### TASK DIRECTIONS
Your job is to set down the stretch of entries that opens with the line containing "and items named" and closes with the line containing "use crate::types::TransactionId;". Keep both end lines, copy each exactly, and add nothing.

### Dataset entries
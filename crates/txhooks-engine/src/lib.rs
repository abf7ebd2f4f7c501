//! # txhooks-engine
//!
//! Commit-hook coordination for an externally driven transaction. Provides:
//!
//! - [`Subscriber`] contract and the [`QueuedSubscriber`] implementation with
//!   synchronous and queued modes
//! - Per-subscriber FIFO [`WorkQueue`] flushed on commit, discarded on abort
//! - [`SubscriberRegistry`] with priority plus insertion-order dispatch
//! - [`TransactionBoundary`] wrapping a host [`Transaction`](txhooks_core::traits::Transaction)
//!   so that top-level commit/abort fan out to enabled subscribers first

pub mod boundary;
pub mod prelude;
pub mod registry;
pub mod subscriber;

pub use boundary::report::{DispatchPhase, DispatchReport, HookFailure};
pub use boundary::state::TransactionState;
pub use boundary::TransactionBoundary;
pub use registry::{EntryInfo, SubscriberRegistry};
pub use subscriber::executor::{FnExecutor, ItemExecutor};
pub use subscriber::options::SubscriberOptions;
pub use subscriber::queue::WorkQueue;
pub use subscriber::queued::QueuedSubscriber;
pub use subscriber::Subscriber;
//! Core type definitions used across the txhooks workspace.

pub mod id;
pub mod mode;

pub use id::*;
pub use mode::SubscriberMode;
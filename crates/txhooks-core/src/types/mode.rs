//! Subscriber execution mode.

use std::fmt;

use serde::{Deserialize, Serialize};

/// How a subscriber treats pushed items.
#[derive(Debug, Clone, Copy, PartialEq, Eq, Hash, Default, Serialize, Deserialize)]
#[serde(rename_all = "snake_case")]
pub enum SubscriberMode {
    /// Items execute as soon as they are pushed.
    Synchronous,
    /// Items are buffered and executed when the transaction commits.
    #[default]
    Queued,
}

impl SubscriberMode {
    /// Returns the string name of this mode.
    pub fn as_str(&self) -> &'static str {
        match self {
            Self::Synchronous => "synchronous",
            Self::Queued => "queued",
        }
    }
}

impl fmt::Display for SubscriberMode {
    fn fmt(&self, f: &mut fmt::Formatter<'_>) -> fmt::Result {
        f.write_str(self.as_str())
    }
}

#[cfg(test)]
mod tests {
    use super::*;

    #[test]
    fn test_default_is_queued() {
        assert_eq!(SubscriberMode::default(), SubscriberMode::Queued);
    }

    #[test]
    fn test_deserialize_snake_case() {
        let mode: SubscriberMode = serde_json::from_str("\"synchronous\"").unwrap();
        assert_eq!(mode, SubscriberMode::Synchronous);
        assert_eq!(mode.to_string(), "synchronous");
    }
}
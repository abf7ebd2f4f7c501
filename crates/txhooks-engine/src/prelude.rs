//! Prelude for convenient imports.

pub use async_trait::async_trait;

pub use txhooks_core::error::{AppError, ErrorKind};
pub use txhooks_core::result::AppResult;
pub use txhooks_core::traits::Transaction;
pub use txhooks_core::types::{SubscriberMode, TransactionId};

pub use crate::boundary::TransactionBoundary;
pub use crate::registry::SubscriberRegistry;
pub use crate::subscriber::executor::{FnExecutor, ItemExecutor};
pub use crate::subscriber::options::SubscriberOptions;
pub use crate::subscriber::queued::QueuedSubscriber;
pub use crate::subscriber::Subscriber;
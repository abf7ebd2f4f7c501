//! Per-cycle state of a hooked transaction.

use std::fmt;

use serde::Serialize;

/// Where a hooked transaction is in its current top-level cycle.
///
/// `Committing` and `Aborting` are transient: they last exactly as long as
/// the subscriber fan-out plus the delegated host call.
#[derive(Debug, Clone, Copy, PartialEq, Eq, Hash, Default, Serialize)]
#[serde(rename_all = "snake_case")]
pub enum TransactionState {
    /// Accepting work; no top-level commit or abort in progress.
    #[default]
    Open,
    /// Fanning out commit to subscribers, then committing the host.
    Committing,
    /// The last top-level commit succeeded.
    Committed,
    /// Fanning out abort to subscribers, then aborting the host.
    Aborting,
    /// The last top-level abort completed.
    Aborted,
}

impl TransactionState {
    /// Returns `true` while a fan-out is running.
    pub fn is_transient(&self) -> bool {
        matches!(self, Self::Committing | Self::Aborting)
    }

    /// Returns the string name of this state.
    pub fn as_str(&self) -> &'static str {
        match self {
            Self::Open => "open",
            Self::Committing => "committing",
            Self::Committed => "committed",
            Self::Aborting => "aborting",
            Self::Aborted => "aborted",
        }
    }
}

impl fmt::Display for TransactionState {
    fn fmt(&self, f: &mut fmt::Formatter<'_>) -> fmt::Result {
        f.write_str(self.as_str())
    }
}
//! Shared test helpers for integration tests.

#![allow(dead_code)]

use std::sync::{Arc, Mutex};

use async_trait::async_trait;

use txhooks_core::config::hooks::HookConfig;
use txhooks_core::error::AppError;
use txhooks_core::result::AppResult;
use txhooks_core::traits::Transaction;
use txhooks_core::types::{SubscriberMode, TransactionId};
use txhooks_engine::{
    FnExecutor, QueuedSubscriber, SubscriberOptions, SubscriberRegistry, TransactionBoundary,
};

/// Ordered record of every observable side effect.
#[derive(Debug, Clone, Default)]
pub struct EffectLog(Arc<Mutex<Vec<String>>>);

impl EffectLog {
    /// Appends an effect.
    pub fn record(&self, effect: impl Into<String>) {
        self.0.lock().expect("effect log poisoned").push(effect.into());
    }

    /// Returns a copy of every effect so far.
    pub fn effects(&self) -> Vec<String> {
        self.0.lock().expect("effect log poisoned").clone()
    }
}

/// Host transaction recording its own commit/abort effects.
#[derive(Debug)]
pub struct RecordingHost {
    pub id: TransactionId,
    pub log: EffectLog,
}

#[async_trait]
impl Transaction for RecordingHost {
    fn id(&self) -> TransactionId {
        self.id
    }

    async fn commit(&self, subtransaction: bool) -> AppResult<()> {
        if subtransaction {
            self.log.record("host-subcommit");
        } else {
            self.log.record("host-commit");
        }
        Ok(())
    }

    async fn abort(&self, subtransaction: bool) -> AppResult<()> {
        if subtransaction {
            self.log.record("host-subabort");
        } else {
            self.log.record("host-abort");
        }
        Ok(())
    }
}

pub type RecordingSubscriber = QueuedSubscriber<FnExecutor<String, ()>>;

/// Registry, hooked host and effect log wired together.
pub struct TestHarness {
    pub registry: Arc<SubscriberRegistry>,
    pub boundary: Arc<TransactionBoundary>,
    pub log: EffectLog,
}

impl TestHarness {
    /// Creates a harness with an empty registry.
    pub fn new() -> Self {
        let log = EffectLog::default();
        let registry = Arc::new(SubscriberRegistry::new());
        let host = Arc::new(RecordingHost {
            id: TransactionId::new(),
            log: log.clone(),
        });
        let boundary = TransactionBoundary::from_config(host, registry.clone(), &HookConfig::default())
            .expect("fresh host is not hooked");

        Self {
            registry,
            boundary: Arc::new(boundary),
            log,
        }
    }

    /// Registers a subscriber whose items record themselves in the effect log.
    ///
    /// Items named `"fail"` return an error instead, and items named
    /// `"panic"` panic.
    pub async fn subscriber(
        &self,
        name: &str,
        priority: i32,
        mode: SubscriberMode,
    ) -> Arc<RecordingSubscriber> {
        let log = self.log.clone();
        let executor = FnExecutor::from_fn(move |item: String| {
            if item == "fail" {
                return Err(AppError::internal("item refused"));
            }
            if item == "panic" {
                panic!("item exploded");
            }
            log.record(item);
            Ok(())
        });

        QueuedSubscriber::register(
            &self.registry,
            executor,
            SubscriberOptions::new(name)
                .with_priority(priority)
                .with_mode(mode),
        )
        .await
        .expect("register subscriber")
    }
}
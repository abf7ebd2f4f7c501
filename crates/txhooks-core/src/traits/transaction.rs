//! Contract for the host transaction that commit hooks interpose on.

use async_trait::async_trait;

use crate::result::AppResult;
use crate::types::TransactionId;

/// A host-owned transaction exposing commit and abort entry points.
///
/// The `subtransaction` flag marks a nested or partial commit/abort. Only
/// calls with `subtransaction == false` close a transaction cycle.
///
/// Implementations are expected to be confined to a single thread of
/// control; sharing one transaction between threads is undefined.
#[async_trait]
pub trait Transaction: Send + Sync + std::fmt::Debug + 'static {
    /// Identifier of this transaction, used for logging and reports.
    fn id(&self) -> TransactionId;

    /// Commit the transaction (or a sub-transaction of it).
    async fn commit(&self, subtransaction: bool) -> AppResult<()>;

    /// Abort the transaction (or a sub-transaction of it).
    async fn abort(&self, subtransaction: bool) -> AppResult<()>;

    /// Returns `true` if commit hooks already interpose on this transaction.
    ///
    /// Wrappers return `true` so that installing hooks twice leaves the
    /// first wrapper in place.
    fn is_hooked(&self) -> bool {
        false
    }
}
//! Per-subscriber FIFO buffer of pending items.

use std::collections::VecDeque;

/// Ordered buffer of items pushed while a subscriber is in queued mode.
///
/// Only the owning subscriber touches its queue; draining hands the whole
/// content over at once and leaves the queue empty.
#[derive(Debug)]
pub struct WorkQueue<T> {
    items: VecDeque<T>,
}

impl<T> WorkQueue<T> {
    /// Creates an empty queue.
    pub fn new() -> Self {
        Self {
            items: VecDeque::new(),
        }
    }

    /// Appends an item at the back.
    pub fn push(&mut self, item: T) {
        self.items.push_back(item);
    }

    /// Takes every pending item in FIFO order, leaving the queue empty.
    pub fn drain(&mut self) -> Vec<T> {
        std::mem::take(&mut self.items).into()
    }

    /// Drops every pending item and returns how many were discarded.
    pub fn clear(&mut self) -> usize {
        let discarded = self.items.len();
        self.items.clear();
        discarded
    }

    /// Number of pending items.
    pub fn len(&self) -> usize {
        self.items.len()
    }

    /// Returns `true` if nothing is pending.
    pub fn is_empty(&self) -> bool {
        self.items.is_empty()
    }
}

impl<T> Default for WorkQueue<T> {
    fn default() -> Self {
        Self::new()
    }
}
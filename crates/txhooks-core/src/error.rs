//! Unified error types for txhooks.
//!
//! Registry, subscriber and boundary code all report failures through
//! [`AppError`] so callers can match on [`ErrorKind`] regardless of which
//! layer raised them.

use std::fmt;
use thiserror::Error;

/// Top-level error kind categorization.
#[derive(Debug, Clone, Copy, PartialEq, Eq, Hash, serde::Serialize, serde::Deserialize)]
pub enum ErrorKind {
    /// A subscriber was registered twice with the same registry.
    DuplicateSubscriber,
    /// The subscriber is not registered.
    NotFound,
    /// The operation is not allowed while a commit or abort dispatch is running.
    InvalidState,
    /// A subscriber's execution routine failed for an item.
    HookExecution,
    /// The host transaction's own commit or abort failed.
    Transaction,
    /// A configuration error occurred.
    Configuration,
    /// A serialization/deserialization error occurred.
    Serialization,
    /// An internal error occurred.
    Internal,
}

impl fmt::Display for ErrorKind {
    fn fmt(&self, f: &mut fmt::Formatter<'_>) -> fmt::Result {
        match self {
            Self::DuplicateSubscriber => write!(f, "DUPLICATE_SUBSCRIBER"),
            Self::NotFound => write!(f, "NOT_FOUND"),
            Self::InvalidState => write!(f, "INVALID_STATE"),
            Self::HookExecution => write!(f, "HOOK_EXECUTION"),
            Self::Transaction => write!(f, "TRANSACTION"),
            Self::Configuration => write!(f, "CONFIGURATION"),
            Self::Serialization => write!(f, "SERIALIZATION"),
            Self::Internal => write!(f, "INTERNAL"),
        }
    }
}

/// The unified error used throughout txhooks.
///
/// Registration mistakes (`DuplicateSubscriber`, `NotFound`) always reach the
/// caller. `HookExecution` errors only reach the caller of a direct
/// synchronous push; inside a commit or abort fan-out they are logged and
/// dropped by the boundary.
#[derive(Debug, Error)]
#[error("{kind}: {message}")]
pub struct AppError {
    /// The category of error.
    pub kind: ErrorKind,
    /// A human-readable error message.
    pub message: String,
    /// Optional underlying cause.
    #[source]
    pub source: Option<Box<dyn std::error::Error + Send + Sync>>,
}

impl AppError {
    /// Create a new error.
    pub fn new(kind: ErrorKind, message: impl Into<String>) -> Self {
        Self {
            kind,
            message: message.into(),
            source: None,
        }
    }

    /// Create a new error with an underlying cause.
    pub fn with_source(
        kind: ErrorKind,
        message: impl Into<String>,
        source: impl std::error::Error + Send + Sync + 'static,
    ) -> Self {
        Self {
            kind,
            message: message.into(),
            source: Some(Box::new(source)),
        }
    }

    /// Create a duplicate-subscriber error.
    pub fn duplicate_subscriber(message: impl Into<String>) -> Self {
        Self::new(ErrorKind::DuplicateSubscriber, message)
    }

    /// Create a not-found error.
    pub fn not_found(message: impl Into<String>) -> Self {
        Self::new(ErrorKind::NotFound, message)
    }

    /// Create an invalid-state error.
    pub fn invalid_state(message: impl Into<String>) -> Self {
        Self::new(ErrorKind::InvalidState, message)
    }

    /// Create a hook-execution error.
    pub fn hook_execution(message: impl Into<String>) -> Self {
        Self::new(ErrorKind::HookExecution, message)
    }

    /// Create a host transaction error.
    pub fn transaction(message: impl Into<String>) -> Self {
        Self::new(ErrorKind::Transaction, message)
    }

    /// Create a configuration error.
    pub fn configuration(message: impl Into<String>) -> Self {
        Self::new(ErrorKind::Configuration, message)
    }

    /// Create an internal error.
    pub fn internal(message: impl Into<String>) -> Self {
        Self::new(ErrorKind::Internal, message)
    }

    /// Returns `true` if this error has the given kind.
    pub fn is(&self, kind: ErrorKind) -> bool {
        self.kind == kind
    }
}

impl Clone for AppError {
    fn clone(&self) -> Self {
        Self {
            kind: self.kind,
            message: self.message.clone(),
            source: None,
        }
    }
}

impl From<serde_json::Error> for AppError {
    fn from(err: serde_json::Error) -> Self {
        Self::with_source(
            ErrorKind::Serialization,
            format!("JSON serialization error: {err}"),
            err,
        )
    }
}

impl From<config::ConfigError> for AppError {
    fn from(err: config::ConfigError) -> Self {
        Self::with_source(
            ErrorKind::Configuration,
            format!("Configuration error: {err}"),
            err,
        )
    }
}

### WRITTEN RESPONSE
    /// Items named `"fail"` return an error instead, and items named
    /// `"panic"` panic.
    pub async fn subscriber(
        &self,
        name: &str,
        priority: i32,
        mode: SubscriberMode,
    ) -> Arc<RecordingSubscriber> {
        let log = self.log.clone();
        let executor = FnExecutor::from_fn(move |item: String| {
            if item == "fail" {
                return Err(AppError::internal("item refused"));
            }
            if item == "panic" {
                panic!("item exploded");
            }
            log.record(item);
            Ok(())
        });

        QueuedSubscriber::register(
            &self.registry,
            executor,
            SubscriberOptions::new(name)
                .with_priority(priority)
                .with_mode(mode),
        )
        .await
        .expect("register subscriber")
    }
}
repository abf7ebd2f4f7c501
filename crates/txhooks-core/src/traits/transaction.rs
//! Contract for the host transaction that commit hooks interpose on.

use async_trait::async_trait;

use crate::result::AppResult;
use crate::types::TransactionId;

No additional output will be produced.